◆ **EXERCISE BRIEF**
Look for "lifetime" in the listing below. Gather each line that contains it.

■ ■ ■

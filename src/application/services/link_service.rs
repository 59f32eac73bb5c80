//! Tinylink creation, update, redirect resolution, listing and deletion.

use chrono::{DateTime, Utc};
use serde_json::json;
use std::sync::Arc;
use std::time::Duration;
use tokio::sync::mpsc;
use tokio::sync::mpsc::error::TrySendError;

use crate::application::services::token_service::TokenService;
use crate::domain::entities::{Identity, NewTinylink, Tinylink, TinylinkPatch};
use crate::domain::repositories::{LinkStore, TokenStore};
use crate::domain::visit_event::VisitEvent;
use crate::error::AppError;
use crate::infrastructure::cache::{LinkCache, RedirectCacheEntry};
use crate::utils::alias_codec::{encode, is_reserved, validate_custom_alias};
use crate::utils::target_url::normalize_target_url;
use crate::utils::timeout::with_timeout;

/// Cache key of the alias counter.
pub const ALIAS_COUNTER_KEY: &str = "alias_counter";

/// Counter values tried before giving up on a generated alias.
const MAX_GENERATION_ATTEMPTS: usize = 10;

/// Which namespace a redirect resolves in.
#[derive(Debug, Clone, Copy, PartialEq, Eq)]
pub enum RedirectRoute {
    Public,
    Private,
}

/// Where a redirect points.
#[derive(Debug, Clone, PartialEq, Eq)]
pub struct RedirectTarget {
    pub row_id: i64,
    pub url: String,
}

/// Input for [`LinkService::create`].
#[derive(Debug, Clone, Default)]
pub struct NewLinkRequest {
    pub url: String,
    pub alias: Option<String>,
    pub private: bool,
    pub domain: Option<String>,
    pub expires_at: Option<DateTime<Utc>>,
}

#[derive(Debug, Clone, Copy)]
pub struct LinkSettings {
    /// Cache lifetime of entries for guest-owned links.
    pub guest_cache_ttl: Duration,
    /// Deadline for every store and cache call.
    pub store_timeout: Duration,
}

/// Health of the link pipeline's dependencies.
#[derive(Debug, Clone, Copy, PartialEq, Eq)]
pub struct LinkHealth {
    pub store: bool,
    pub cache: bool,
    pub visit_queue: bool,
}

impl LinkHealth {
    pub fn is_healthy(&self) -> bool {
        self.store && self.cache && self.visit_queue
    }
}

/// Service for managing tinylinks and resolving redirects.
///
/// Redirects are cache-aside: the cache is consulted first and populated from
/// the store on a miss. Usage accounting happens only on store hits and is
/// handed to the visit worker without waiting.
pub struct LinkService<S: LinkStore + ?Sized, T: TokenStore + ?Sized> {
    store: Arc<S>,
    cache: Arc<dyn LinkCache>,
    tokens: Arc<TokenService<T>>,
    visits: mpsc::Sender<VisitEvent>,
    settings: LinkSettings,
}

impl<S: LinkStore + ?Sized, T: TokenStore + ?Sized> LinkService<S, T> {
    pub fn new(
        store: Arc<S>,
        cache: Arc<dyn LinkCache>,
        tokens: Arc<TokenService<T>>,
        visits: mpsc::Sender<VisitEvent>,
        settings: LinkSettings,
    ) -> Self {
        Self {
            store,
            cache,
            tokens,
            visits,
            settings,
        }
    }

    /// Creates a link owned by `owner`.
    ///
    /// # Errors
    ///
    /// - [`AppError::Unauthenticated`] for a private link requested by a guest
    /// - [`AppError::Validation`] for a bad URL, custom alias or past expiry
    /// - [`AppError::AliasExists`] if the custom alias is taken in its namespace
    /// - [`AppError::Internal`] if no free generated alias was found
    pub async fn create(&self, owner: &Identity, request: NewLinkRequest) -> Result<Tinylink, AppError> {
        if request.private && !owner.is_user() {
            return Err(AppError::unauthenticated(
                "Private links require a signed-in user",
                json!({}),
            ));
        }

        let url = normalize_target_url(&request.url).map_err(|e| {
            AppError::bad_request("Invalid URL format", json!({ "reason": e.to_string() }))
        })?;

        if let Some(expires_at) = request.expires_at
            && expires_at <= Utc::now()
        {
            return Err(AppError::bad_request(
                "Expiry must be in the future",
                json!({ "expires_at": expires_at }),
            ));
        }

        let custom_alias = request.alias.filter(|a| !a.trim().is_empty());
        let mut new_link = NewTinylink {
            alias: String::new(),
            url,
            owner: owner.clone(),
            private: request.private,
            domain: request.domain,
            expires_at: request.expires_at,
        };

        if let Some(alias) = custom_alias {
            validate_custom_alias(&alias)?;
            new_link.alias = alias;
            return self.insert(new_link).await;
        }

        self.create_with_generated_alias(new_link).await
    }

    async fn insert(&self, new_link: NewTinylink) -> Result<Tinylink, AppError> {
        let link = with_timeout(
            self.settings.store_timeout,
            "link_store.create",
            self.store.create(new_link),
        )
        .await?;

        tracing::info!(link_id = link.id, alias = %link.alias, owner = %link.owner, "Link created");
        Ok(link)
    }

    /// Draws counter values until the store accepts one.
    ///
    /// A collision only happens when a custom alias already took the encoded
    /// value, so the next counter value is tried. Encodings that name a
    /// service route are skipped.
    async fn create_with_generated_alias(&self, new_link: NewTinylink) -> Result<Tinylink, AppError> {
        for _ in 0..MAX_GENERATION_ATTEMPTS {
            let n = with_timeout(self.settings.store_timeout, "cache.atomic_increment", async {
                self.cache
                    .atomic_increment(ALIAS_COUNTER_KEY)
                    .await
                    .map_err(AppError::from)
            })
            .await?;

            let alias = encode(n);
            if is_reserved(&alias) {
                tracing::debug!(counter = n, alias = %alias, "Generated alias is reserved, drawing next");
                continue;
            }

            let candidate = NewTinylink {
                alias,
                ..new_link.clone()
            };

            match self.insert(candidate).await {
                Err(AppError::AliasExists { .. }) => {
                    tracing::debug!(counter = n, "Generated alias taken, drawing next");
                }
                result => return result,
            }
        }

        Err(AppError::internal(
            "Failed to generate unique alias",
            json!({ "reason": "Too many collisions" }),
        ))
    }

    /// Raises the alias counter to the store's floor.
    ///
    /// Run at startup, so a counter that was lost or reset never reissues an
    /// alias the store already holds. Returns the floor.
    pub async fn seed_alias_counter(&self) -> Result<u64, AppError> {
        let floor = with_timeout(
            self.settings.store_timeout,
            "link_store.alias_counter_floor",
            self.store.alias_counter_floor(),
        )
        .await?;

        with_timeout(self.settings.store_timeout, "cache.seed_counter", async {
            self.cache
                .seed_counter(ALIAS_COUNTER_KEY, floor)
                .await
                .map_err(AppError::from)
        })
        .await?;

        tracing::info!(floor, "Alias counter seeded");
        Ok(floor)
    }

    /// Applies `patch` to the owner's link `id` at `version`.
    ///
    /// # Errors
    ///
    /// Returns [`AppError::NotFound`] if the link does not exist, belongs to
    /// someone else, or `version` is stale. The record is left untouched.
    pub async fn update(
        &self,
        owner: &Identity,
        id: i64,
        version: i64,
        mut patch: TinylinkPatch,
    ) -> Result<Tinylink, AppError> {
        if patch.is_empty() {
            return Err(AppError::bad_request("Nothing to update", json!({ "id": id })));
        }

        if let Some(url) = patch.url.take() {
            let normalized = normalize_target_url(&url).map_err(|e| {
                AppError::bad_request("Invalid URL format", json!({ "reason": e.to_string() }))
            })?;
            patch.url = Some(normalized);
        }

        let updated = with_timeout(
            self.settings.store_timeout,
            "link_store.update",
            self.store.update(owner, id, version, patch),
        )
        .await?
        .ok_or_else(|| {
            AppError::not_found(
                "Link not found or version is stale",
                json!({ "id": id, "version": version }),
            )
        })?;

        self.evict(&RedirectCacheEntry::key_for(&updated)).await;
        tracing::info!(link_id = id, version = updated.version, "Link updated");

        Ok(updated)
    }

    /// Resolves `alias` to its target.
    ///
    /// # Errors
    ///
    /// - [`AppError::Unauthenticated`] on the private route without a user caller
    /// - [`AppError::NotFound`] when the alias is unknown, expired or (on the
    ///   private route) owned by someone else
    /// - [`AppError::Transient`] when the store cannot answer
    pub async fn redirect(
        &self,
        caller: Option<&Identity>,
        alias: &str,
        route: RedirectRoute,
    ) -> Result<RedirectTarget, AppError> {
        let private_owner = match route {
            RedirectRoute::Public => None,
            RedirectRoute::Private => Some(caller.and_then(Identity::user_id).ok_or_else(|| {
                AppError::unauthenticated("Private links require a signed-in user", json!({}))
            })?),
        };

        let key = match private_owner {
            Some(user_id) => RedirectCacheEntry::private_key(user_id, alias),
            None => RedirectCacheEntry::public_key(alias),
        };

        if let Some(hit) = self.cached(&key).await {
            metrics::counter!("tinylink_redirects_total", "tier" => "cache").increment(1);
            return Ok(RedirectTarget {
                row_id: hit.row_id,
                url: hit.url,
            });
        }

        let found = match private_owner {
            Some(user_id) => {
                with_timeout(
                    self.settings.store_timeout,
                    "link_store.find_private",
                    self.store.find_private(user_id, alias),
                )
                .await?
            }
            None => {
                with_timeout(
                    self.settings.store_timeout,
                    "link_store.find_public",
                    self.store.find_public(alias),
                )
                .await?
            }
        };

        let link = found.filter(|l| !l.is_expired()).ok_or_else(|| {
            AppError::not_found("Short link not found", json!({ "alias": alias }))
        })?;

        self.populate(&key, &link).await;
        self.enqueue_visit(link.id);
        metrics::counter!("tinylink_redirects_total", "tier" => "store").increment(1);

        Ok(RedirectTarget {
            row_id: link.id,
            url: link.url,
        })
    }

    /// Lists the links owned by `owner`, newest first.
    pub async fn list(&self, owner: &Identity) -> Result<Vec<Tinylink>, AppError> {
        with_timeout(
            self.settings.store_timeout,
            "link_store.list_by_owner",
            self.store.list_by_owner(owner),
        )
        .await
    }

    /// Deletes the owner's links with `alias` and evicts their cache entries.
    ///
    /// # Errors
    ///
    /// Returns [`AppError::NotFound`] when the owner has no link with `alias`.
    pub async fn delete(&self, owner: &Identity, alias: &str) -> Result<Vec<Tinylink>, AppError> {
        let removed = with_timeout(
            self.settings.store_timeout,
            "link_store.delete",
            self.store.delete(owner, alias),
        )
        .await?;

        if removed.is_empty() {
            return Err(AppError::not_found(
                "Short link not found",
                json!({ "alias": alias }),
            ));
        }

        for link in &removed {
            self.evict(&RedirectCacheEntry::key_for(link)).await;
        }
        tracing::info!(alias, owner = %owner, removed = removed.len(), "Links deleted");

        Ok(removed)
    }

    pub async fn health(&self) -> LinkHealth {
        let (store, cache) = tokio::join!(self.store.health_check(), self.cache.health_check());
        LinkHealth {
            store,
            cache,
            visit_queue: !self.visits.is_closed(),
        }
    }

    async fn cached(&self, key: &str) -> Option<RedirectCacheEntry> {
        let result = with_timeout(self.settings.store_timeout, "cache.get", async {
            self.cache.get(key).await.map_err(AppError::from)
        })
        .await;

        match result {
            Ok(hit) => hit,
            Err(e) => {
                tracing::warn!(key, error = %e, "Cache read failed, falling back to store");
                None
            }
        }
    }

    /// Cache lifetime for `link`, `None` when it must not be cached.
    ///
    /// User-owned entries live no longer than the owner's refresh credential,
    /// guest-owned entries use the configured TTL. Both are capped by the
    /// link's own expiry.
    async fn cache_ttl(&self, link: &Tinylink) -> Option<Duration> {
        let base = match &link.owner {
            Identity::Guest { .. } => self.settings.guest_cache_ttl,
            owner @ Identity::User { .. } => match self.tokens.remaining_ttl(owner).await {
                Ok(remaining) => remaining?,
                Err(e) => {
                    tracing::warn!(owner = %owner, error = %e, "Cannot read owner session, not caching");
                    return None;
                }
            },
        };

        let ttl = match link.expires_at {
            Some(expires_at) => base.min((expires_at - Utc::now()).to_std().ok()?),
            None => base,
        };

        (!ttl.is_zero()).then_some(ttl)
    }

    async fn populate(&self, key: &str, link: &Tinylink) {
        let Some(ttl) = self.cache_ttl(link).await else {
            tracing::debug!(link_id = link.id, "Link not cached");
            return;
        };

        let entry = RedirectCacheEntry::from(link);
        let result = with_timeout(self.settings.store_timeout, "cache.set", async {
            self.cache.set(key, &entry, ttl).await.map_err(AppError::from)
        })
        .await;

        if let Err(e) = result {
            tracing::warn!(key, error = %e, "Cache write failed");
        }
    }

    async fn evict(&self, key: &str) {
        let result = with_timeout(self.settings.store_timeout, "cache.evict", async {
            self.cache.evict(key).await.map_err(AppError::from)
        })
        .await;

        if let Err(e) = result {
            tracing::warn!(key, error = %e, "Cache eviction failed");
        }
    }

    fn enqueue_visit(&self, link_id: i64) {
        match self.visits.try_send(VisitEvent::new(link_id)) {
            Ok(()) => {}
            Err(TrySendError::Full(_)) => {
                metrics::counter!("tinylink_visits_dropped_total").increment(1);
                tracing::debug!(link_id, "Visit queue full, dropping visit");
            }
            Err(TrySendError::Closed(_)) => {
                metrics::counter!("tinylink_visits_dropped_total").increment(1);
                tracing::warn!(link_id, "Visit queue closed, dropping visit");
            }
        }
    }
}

■ ■ ■

◆ **WORKED SOLUTION**
    /// Cache lifetime of entries for guest-owned links.
    /// Cache lifetime for `link`, `None` when it must not be cached.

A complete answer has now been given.